Characterization of monoclonal antibodies recognizing human merosin and their use in affinity purification of native merosin.

Two monoclonal antibodies (MAbs) to human placenta laminin (pl-LAM), 1D8 (IgG1) and 6G5 (IgG2b) were generated and shown by ELISA and immunoblot analysis to recognize only native pl-LAM, but not denatured, reduced pl-LAM or mouse EHS laminin. Intact pl-LAM was easily isolated and purified in large scale from human placenta by 1D8-conjugated affinity chromatography. Electrophoretic analysis of the purified pl-LAM revealed the presence of a major 750-kDa component composed of 320-, 220-, and 200-kDa polypeptides and a minor 800-kDa component composed of 320-, 240-, and 220-kDa polypeptides.
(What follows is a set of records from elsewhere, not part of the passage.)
use std::fmt;

use serde::Serialize;

use crate::types::{Hemisphere, Month, Season};

/// Outcome of one resolution, ready to print.
#[derive(Debug, Clone, Copy, PartialEq, Eq, Serialize)]
pub struct Report {
    /// `None` when the input was an unrecognized name
    pub month:      Option<Month>,
    pub season:     Season,
    pub hemisphere: Hemisphere,
    #[serde(skip_serializing_if = "Option::is_none")]
    pub month_tip:  Option<&'static str>,
    pub season_tip: &'static str,
}

impl Report {
    /// Two-line form used by the interactive prompt, preceded by a blank line
    pub fn brief(&self) -> String {
        format!("\nSeason detected: {}\nTip: {}", self.season, self.season_tip)
    }

    /// Closing line naming the active season and hemisphere
    pub fn summary(&self) -> String {
        match self.month {
            Some(month) => format!(
                "{month} is {} in the {} hemisphere.",
                self.season, self.hemisphere
            ),
            None => format!("It is {} in the {} hemisphere.", self.season, self.hemisphere),
        }
    }
}

impl fmt::Display for Report {
    fn fmt(&self, f: &mut fmt::Formatter<'_>) -> fmt::Result {
        if let Some(tip) = self.month_tip {
            writeln!(f, "{tip}")?;
        }
        writeln!(f, "{} tip: {}", self.season, self.season_tip)?;
        write!(f, "{}", self.summary())
    }
}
Neither molecule had a 400-kDa component corresponding to the A chain. It has already been shown that the 320-kDa polypeptide is identical to the M chain of human merosin (Hori et al. J. Biochem. 1994;116:1212-1219). Electron microscopy revealed that isolated merosin was composed of three short arms and one long arm. By immunohistochemistry, MAbs showed positive staining in human adult kidney and liver. These results indicate that these MAbs recognize only native merosin and can be used to study merosin structure and function by rapid purification of native merosin and by immunohistochemical analysis.